---- Input material

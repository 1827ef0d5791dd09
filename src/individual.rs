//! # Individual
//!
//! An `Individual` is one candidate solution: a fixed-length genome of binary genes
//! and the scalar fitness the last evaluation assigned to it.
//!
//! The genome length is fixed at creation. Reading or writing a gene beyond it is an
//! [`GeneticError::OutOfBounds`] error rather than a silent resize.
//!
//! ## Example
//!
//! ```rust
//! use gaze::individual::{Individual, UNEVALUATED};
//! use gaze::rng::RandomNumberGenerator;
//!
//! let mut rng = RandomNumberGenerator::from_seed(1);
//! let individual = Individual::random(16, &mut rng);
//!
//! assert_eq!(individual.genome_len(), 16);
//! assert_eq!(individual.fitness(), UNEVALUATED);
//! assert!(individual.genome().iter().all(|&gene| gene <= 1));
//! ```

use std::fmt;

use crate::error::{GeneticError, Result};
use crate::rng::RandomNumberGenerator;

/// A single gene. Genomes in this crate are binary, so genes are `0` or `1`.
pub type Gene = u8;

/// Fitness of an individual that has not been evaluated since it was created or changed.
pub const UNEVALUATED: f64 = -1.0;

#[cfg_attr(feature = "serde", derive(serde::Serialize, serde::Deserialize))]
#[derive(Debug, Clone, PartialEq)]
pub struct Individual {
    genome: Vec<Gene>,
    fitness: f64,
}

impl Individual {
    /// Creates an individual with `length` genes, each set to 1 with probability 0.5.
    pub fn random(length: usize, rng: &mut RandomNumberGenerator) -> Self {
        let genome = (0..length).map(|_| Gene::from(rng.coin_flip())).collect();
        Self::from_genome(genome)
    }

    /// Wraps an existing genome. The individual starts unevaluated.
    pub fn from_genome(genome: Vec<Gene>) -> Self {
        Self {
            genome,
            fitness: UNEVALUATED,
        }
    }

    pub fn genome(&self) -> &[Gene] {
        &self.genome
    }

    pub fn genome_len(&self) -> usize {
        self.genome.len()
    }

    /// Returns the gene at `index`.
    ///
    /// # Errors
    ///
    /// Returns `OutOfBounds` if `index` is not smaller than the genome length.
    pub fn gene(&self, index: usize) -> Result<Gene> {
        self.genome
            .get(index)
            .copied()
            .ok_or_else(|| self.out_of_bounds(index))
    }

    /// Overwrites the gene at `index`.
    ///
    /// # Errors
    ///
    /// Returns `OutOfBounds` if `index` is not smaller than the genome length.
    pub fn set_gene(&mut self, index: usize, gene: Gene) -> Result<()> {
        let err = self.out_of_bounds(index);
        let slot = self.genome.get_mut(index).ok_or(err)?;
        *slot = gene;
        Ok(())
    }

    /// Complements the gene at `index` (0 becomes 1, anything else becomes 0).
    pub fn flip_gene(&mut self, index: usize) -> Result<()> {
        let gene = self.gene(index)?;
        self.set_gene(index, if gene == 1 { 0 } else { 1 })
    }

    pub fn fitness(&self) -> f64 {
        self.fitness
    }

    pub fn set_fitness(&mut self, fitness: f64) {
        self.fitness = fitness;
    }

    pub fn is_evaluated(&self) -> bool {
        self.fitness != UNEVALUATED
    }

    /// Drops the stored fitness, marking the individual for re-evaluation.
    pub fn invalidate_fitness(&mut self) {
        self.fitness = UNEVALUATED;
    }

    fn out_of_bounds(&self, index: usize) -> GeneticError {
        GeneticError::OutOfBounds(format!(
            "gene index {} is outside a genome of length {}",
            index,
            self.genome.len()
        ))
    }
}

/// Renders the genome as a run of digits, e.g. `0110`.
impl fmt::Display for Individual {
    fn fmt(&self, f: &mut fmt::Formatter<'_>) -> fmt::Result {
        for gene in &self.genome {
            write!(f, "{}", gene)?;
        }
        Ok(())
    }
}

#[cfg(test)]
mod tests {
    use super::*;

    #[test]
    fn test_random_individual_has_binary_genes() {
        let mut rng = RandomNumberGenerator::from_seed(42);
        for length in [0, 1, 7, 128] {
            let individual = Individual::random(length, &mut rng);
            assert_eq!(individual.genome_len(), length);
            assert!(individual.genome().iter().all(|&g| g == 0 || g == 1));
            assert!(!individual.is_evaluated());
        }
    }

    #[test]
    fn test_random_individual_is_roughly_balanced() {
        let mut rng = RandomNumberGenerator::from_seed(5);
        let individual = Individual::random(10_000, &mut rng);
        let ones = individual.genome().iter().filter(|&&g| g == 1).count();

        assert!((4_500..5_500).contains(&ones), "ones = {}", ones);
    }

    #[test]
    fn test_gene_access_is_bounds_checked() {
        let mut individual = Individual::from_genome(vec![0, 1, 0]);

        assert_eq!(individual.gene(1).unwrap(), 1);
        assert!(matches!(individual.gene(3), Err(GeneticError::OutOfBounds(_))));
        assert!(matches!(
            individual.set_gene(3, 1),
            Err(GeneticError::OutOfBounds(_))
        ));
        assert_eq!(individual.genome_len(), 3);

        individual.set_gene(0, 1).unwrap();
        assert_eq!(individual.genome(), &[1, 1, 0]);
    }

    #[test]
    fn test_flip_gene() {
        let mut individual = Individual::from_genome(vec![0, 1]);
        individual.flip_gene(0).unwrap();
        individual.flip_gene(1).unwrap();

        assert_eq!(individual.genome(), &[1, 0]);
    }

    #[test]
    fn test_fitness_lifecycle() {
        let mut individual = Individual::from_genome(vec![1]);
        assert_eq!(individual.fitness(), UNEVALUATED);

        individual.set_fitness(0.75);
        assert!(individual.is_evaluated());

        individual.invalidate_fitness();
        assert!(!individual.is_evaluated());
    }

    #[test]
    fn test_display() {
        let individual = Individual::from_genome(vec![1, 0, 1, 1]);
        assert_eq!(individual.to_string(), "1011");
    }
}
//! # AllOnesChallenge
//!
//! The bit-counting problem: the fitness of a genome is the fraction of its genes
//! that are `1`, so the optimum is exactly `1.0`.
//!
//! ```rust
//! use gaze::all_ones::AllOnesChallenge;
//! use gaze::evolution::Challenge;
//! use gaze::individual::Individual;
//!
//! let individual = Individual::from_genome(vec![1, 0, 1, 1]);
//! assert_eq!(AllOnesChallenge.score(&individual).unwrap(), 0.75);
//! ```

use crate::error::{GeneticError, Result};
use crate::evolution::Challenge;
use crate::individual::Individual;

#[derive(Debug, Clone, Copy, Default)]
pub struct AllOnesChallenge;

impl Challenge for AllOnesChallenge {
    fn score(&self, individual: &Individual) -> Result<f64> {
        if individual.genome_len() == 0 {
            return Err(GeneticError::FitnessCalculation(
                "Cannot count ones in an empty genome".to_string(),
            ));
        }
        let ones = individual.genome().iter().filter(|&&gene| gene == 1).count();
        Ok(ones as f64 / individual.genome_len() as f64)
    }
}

--------

◆ **What this task involves**: Exactly reproduce all of the entries.

◆ **Output**:
repository 1827ef0d5791dd09
filename src/individual.rs
//! # Individual
//!
//! An `Individual` is one candidate solution: a fixed-length genome of binary genes
//! and the scalar fitness the last evaluation assigned to it.
//!
//! The genome length is fixed at creation. Reading or writing a gene beyond it is an
//! [`GeneticError::OutOfBounds`] error rather than a silent resize.
//!
//! ## Example
//!
//! ```rust
//! use gaze::individual::{Individual, UNEVALUATED};
//! use gaze::rng::RandomNumberGenerator;
//!
//! let mut rng = RandomNumberGenerator::from_seed(1);
//! let individual = Individual::random(16, &mut rng);
//!
//! assert_eq!(individual.genome_len(), 16);
//! assert_eq!(individual.fitness(), UNEVALUATED);
//! assert!(individual.genome().iter().all(|&gene| gene <= 1));
//! ```

use std::fmt;

use crate::error::{GeneticError, Result};
use crate::rng::RandomNumberGenerator;

/// A single gene. Genomes in this crate are binary, so genes are `0` or `1`.
pub type Gene = u8;

/// Fitness of an individual that has not been evaluated since it was created or changed.
pub const UNEVALUATED: f64 = -1.0;

#[cfg_attr(feature = "serde", derive(serde::Serialize, serde::Deserialize))]
#[derive(Debug, Clone, PartialEq)]
pub struct Individual {
    genome: Vec<Gene>,
    fitness: f64,
}

impl Individual {
    /// Creates an individual with `length` genes, each set to 1 with probability 0.5.
    pub fn random(length: usize, rng: &mut RandomNumberGenerator) -> Self {
        let genome = (0..length).map(|_| Gene::from(rng.coin_flip())).collect();
        Self::from_genome(genome)
    }

    /// Wraps an existing genome. The individual starts unevaluated.
    pub fn from_genome(genome: Vec<Gene>) -> Self {
        Self {
            genome,
            fitness: UNEVALUATED,
        }
    }

    pub fn genome(&self) -> &[Gene] {
        &self.genome
    }

    pub fn genome_len(&self) -> usize {
        self.genome.len()
    }

    /// Returns the gene at `index`.
    ///
    /// # Errors
    ///
    /// Returns `OutOfBounds` if `index` is not smaller than the genome length.
    pub fn gene(&self, index: usize) -> Result<Gene> {
        self.genome
            .get(index)
            .copied()
            .ok_or_else(|| self.out_of_bounds(index))
    }

    /// Overwrites the gene at `index`.
    ///
    /// # Errors
    ///
    /// Returns `OutOfBounds` if `index` is not smaller than the genome length.
    pub fn set_gene(&mut self, index: usize, gene: Gene) -> Result<()> {
        let err = self.out_of_bounds(index);
        let slot = self.genome.get_mut(index).ok_or(err)?;
        *slot = gene;
        Ok(())
    }

    /// Complements the gene at `index` (0 becomes 1, anything else becomes 0).
    pub fn flip_gene(&mut self, index: usize) -> Result<()> {
        let gene = self.gene(index)?;
        self.set_gene(index, if gene == 1 { 0 } else { 1 })
    }

    pub fn fitness(&self) -> f64 {
        self.fitness
    }

    pub fn set_fitness(&mut self, fitness: f64) {
        self.fitness = fitness;
    }

    pub fn is_evaluated(&self) -> bool {
        self.fitness != UNEVALUATED
    }

    /// Drops the stored fitness, marking the individual for re-evaluation.
    pub fn invalidate_fitness(&mut self) {
        self.fitness = UNEVALUATED;
    }

    fn out_of_bounds(&self, index: usize) -> GeneticError {
        GeneticError::OutOfBounds(format!(
            "gene index {} is outside a genome of length {}",
            index,
            self.genome.len()
        ))
    }
}

/// Renders the genome as a run of digits, e.g. `0110`.
impl fmt::Display for Individual {
    fn fmt(&self, f: &mut fmt::Formatter<'_>) -> fmt::Result {
        for gene in &self.genome {
            write!(f, "{}", gene)?;
        }
        Ok(())
    }
}

#[cfg(test)]
mod tests {
    use super::*;

    #[test]
    fn test_random_individual_has_binary_genes() {
        let mut rng = RandomNumberGenerator::from_seed(42);
        for length in [0, 1, 7, 128] {
            let individual = Individual::random(length, &mut rng);
            assert_eq!(individual.genome_len(), length);
            assert!(individual.genome().iter().all(|&g| g == 0 || g == 1));
            assert!(!individual.is_evaluated());
        }
    }

    #[test]
    fn test_random_individual_is_roughly_balanced() {
        let mut rng = RandomNumberGenerator::from_seed(5);
        let individual = Individual::random(10_000, &mut rng);
        let ones = individual.genome().iter().filter(|&&g| g == 1).count();

        assert!((4_500..5_500).contains(&ones), "ones = {}", ones);
    }

    #[test]
    fn test_gene_access_is_bounds_checked() {
        let mut individual = Individual::from_genome(vec![0, 1, 0]);

        assert_eq!(individual.gene(1).unwrap(), 1);
        assert!(matches!(individual.gene(3), Err(GeneticError::OutOfBounds(_))));
        assert!(matches!(
            individual.set_gene(3, 1),
            Err(GeneticError::OutOfBounds(_))
        ));
        assert_eq!(individual.genome_len(), 3);

        individual.set_gene(0, 1).unwrap();
        assert_eq!(individual.genome(), &[1, 1, 0]);
    }

    #[test]
    fn test_flip_gene() {
        let mut individual = Individual::from_genome(vec![0, 1]);
        individual.flip_gene(0).unwrap();
        individual.flip_gene(1).unwrap();

        assert_eq!(individual.genome(), &[1, 0]);
    }

    #[test]
    fn test_fitness_lifecycle() {
        let mut individual = Individual::from_genome(vec![1]);
        assert_eq!(individual.fitness(), UNEVALUATED);

        individual.set_fitness(0.75);
        assert!(individual.is_evaluated());

        individual.invalidate_fitness();
        assert!(!individual.is_evaluated());
    }

    #[test]
    fn test_display() {
        let individual = Individual::from_genome(vec![1, 0, 1, 1]);
        assert_eq!(individual.to_string(), "1011");
    }
}
//! # AllOnesChallenge
//!
//! The bit-counting problem: the fitness of a genome is the fraction of its genes
//! that are `1`, so the optimum is exactly `1.0`.
//!
//! ```rust
//! use gaze::all_ones::AllOnesChallenge;
//! use gaze::evolution::Challenge;
//! use gaze::individual::Individual;
//!
//! let individual = Individual::from_genome(vec![1, 0, 1, 1]);
//! assert_eq!(AllOnesChallenge.score(&individual).unwrap(), 0.75);
//! ```

use crate::error::{GeneticError, Result};
use crate::evolution::Challenge;
use crate::individual::Individual;

#[derive(Debug, Clone, Copy, Default)]
pub struct AllOnesChallenge;

impl Challenge for AllOnesChallenge {
    fn score(&self, individual: &Individual) -> Result<f64> {
        if individual.genome_len() == 0 {
            return Err(GeneticError::FitnessCalculation(
                "Cannot count ones in an empty genome".to_string(),
            ));
        }
        let ones = individual.genome().iter().filter(|&&gene| gene == 1).count();
        Ok(ones as f64 / individual.genome_len() as f64)
    }
}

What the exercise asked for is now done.